Algumas pessoas são perfeitamente impecáveis em serem exatamente o que se espera que elas sejam. Como se jamais houvesse passado por seus ocasionais devaneios sentir qualquer coisa que fuja ao que elas creem ser o óbvio que elas sejam. Há pessoas assim que não ofendem ninguém, não são nocivas, nem querem prejudicar, elas apenas transitam pela vida sem pensar demais, sem tormentos oriundos de filosóficos questionamentos internos. Tudo bem que essa ausência de si mesmos possa impossibilitar que se descubram como indivíduos e, isso sim, poderia queimar um pouco o sangue em suas veias. Mas para que? Isso não as incomoda. Elas não são melancólicas, desconhecem esse pungente vazio interior que se sente por saber-se incapaz diante de uma vontade astronômica. O auto-conhecimento que desencadeia uma sucessão de desconfortos acerca da consciência tida em todo o seu significado. Para que tudo isso?

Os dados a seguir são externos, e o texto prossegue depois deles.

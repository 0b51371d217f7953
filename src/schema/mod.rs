//! Schemas: per-type validation plans, registered once and reused.
//!
//! A [`Schema`] is built explicitly with [`Schema::builder`] and exposed
//! through the [`Validatable`] trait, typically from a `LazyLock` static so
//! registration cost is paid once per type:
//!
//! ```rust,ignore
//! impl Validatable for User {
//!     fn schema() -> &'static Schema<Self> {
//!         static SCHEMA: LazyLock<Schema<User>> = LazyLock::new(|| {
//!             Schema::builder()
//!                 .member("Name", |m| {
//!                     m.chain(|u: &User| &u.name, |c| c.rule(required()))
//!                 })
//!                 .build()
//!         });
//!         &SCHEMA
//!     }
//! }
//!
//! let report = user.validate()?;
//! ```
//!
//! Nesting is capability-checked at registration: `nested` and its variants
//! only accept members whose type implements [`Validatable`], so a schema
//! cannot point at a type without one.

pub(crate) mod bind;
pub mod builder;

use async_trait::async_trait;
use futures::FutureExt;

use crate::engine::config::ValidationConfig;
use crate::engine::{self, Traversal};
use crate::foundation::EngineError;
use crate::result::ValidationResult;
use crate::schema::bind::MemberPlan;

pub use builder::{ChainBuilder, MemberBuilder, SchemaBuilder};

/// Name of the chain registered by
/// [`MemberBuilder::chain`](builder::MemberBuilder::chain).
pub const DEFAULT_CHAIN: &str = "default";

/// The validation plan for one type: members in registration order, each
/// with its chains and optional nested binding.
///
/// Schemas are immutable once built and safe to share across threads.
pub struct Schema<T> {
    members: Vec<MemberPlan<T>>,
    has_async: bool,
}

impl<T: Send + Sync + 'static> Schema<T> {
    pub(crate) fn from_parts(members: Vec<MemberPlan<T>>, has_async: bool) -> Self {
        Self { members, has_async }
    }

    /// Starts building a schema for `T`.
    #[must_use]
    pub fn builder() -> SchemaBuilder<T> {
        SchemaBuilder::new()
    }

    pub(crate) fn members(&self) -> &[MemberPlan<T>] {
        &self.members
    }

    /// Whether this schema registered any async rule directly.
    ///
    /// Nested schemas are not inspected; the sync entrypoints detect nested
    /// async work when the traversal fails to complete eagerly.
    #[must_use]
    pub fn has_async(&self) -> bool {
        self.has_async
    }

    /// Validates an instance synchronously with default options.
    ///
    /// # Errors
    ///
    /// [`EngineError::AsyncSchema`] if this schema, or any schema reached
    /// through nesting, contains async rules; other variants per
    /// [`EngineError`].
    pub fn validate(&self, instance: &T) -> Result<ValidationResult, EngineError> {
        self.validate_with(instance, ValidationConfig::default())
    }

    /// Validates an instance synchronously with explicit options.
    ///
    /// # Errors
    ///
    /// See [`validate`](Self::validate).
    pub fn validate_with(
        &self,
        instance: &T,
        config: ValidationConfig,
    ) -> Result<ValidationResult, EngineError> {
        if self.has_async {
            return Err(EngineError::AsyncSchema);
        }
        let mut traversal = Traversal::new();
        // A schema with only sync rules never suspends, so the traversal
        // completes on its first poll. A pending future means a nested
        // schema smuggled in async work.
        match engine::run_schema(self, instance, &config, &mut traversal).now_or_never() {
            Some(run) => run,
            None => Err(EngineError::AsyncSchema),
        }
    }

    /// Validates an instance, awaiting async rules, with default options.
    ///
    /// # Errors
    ///
    /// See [`EngineError`]; `AsyncSchema` is never returned here.
    pub async fn validate_async(&self, instance: &T) -> Result<ValidationResult, EngineError> {
        self.validate_async_with(instance, ValidationConfig::default())
            .await
    }

    /// Validates an instance, awaiting async rules, with explicit options.
    ///
    /// # Errors
    ///
    /// See [`validate_async`](Self::validate_async).
    pub async fn validate_async_with(
        &self,
        instance: &T,
        config: ValidationConfig,
    ) -> Result<ValidationResult, EngineError> {
        let mut traversal = Traversal::new();
        engine::run_schema(self, instance, &config, &mut traversal).await
    }
}

/// A type with a registered schema.
///
/// The `&'static` return is the registration registry: one schema per type,
/// built on first use.
pub trait Validatable: Sized + Send + Sync + 'static {
    /// The schema validating this type.
    fn schema() -> &'static Schema<Self>;
}

/// Validation entrypoints on the instance itself.
///
/// Blanket-implemented for every [`Validatable`] type.
#[async_trait]
pub trait ValidatableExt: Validatable {
    /// Validates with default options. See [`Schema::validate`].
    ///
    /// # Errors
    ///
    /// See [`Schema::validate`].
    fn validate(&self) -> Result<ValidationResult, EngineError> {
        Self::schema().validate(self)
    }

    /// Validates with explicit options. See [`Schema::validate_with`].
    ///
    /// # Errors
    ///
    /// See [`Schema::validate_with`].
    fn validate_with(&self, config: ValidationConfig) -> Result<ValidationResult, EngineError> {
        Self::schema().validate_with(self, config)
    }

    /// Validates, awaiting async rules. See [`Schema::validate_async`].
    ///
    /// # Errors
    ///
    /// See [`Schema::validate_async`].
    async fn validate_async(&self) -> Result<ValidationResult, EngineError> {
        Self::schema().validate_async(self).await
    }

    /// Validates with options, awaiting async rules. See
    /// [`Schema::validate_async_with`].
    ///
    /// # Errors
    ///
    /// See [`Schema::validate_async_with`].
    async fn validate_async_with(
        &self,
        config: ValidationConfig,
    ) -> Result<ValidationResult, EngineError> {
        Self::schema().validate_async_with(self, config).await
    }
}

#[async_trait]
impl<T: Validatable> ValidatableExt for T {}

Essas pessoas sabem amar e ser amadas, ainda que nunca se possa saber se seu amor é fruto de uma abundância de planos que cruzam o pensamento em um segundo quando se está em frente ao irresistível mais cálido momento em que a palma da mão desliza sobre a pele em curiosidade por todas as reentrâncias de um corpo entregue por não se conter de vontade de que aquele momento fosse eterno; ou seria esse amor fruto do rolar do tempo? Quando se tem um plano sobre si mesmo não importa muito o que motive a concretização, desde que ele se concretize. Essas pessoas reagem calmamente a tudo, a placidez com a qual tratam o que lhes faria divagar sobre o chão onde pisam é uma peça do grande plano maior. Um plano milimetricamente calculado com a precisão de um ourives.
Pendurar a jóia lapidada como um bibelô confeccionado para ostentar o poder sobre si mesmo, fecha-se os olhos para não observar quem rodeia essas pessoas que carregam na mão sempre o mesmo livro, um protocolo e reações a cada situação e a aparência sempre esconde o sorriso. Caso entrasse em suas casas, encontraria cada coisa em seu lugar, tudo muito limpo e ordenado, tudo planejado para jamais dar-se ao trabalho de repensar uma disposição melhor. Ao dormir, nada em suas mentes além do dia seguinte e, olhando a volta, essas pessoas são felizes, "nunca" soa mais normal, soa mais seguro, soa mais fácil, soa mais confortável, soa mais prudente, soa mais agradável a quem olhe, então deve ser o certo.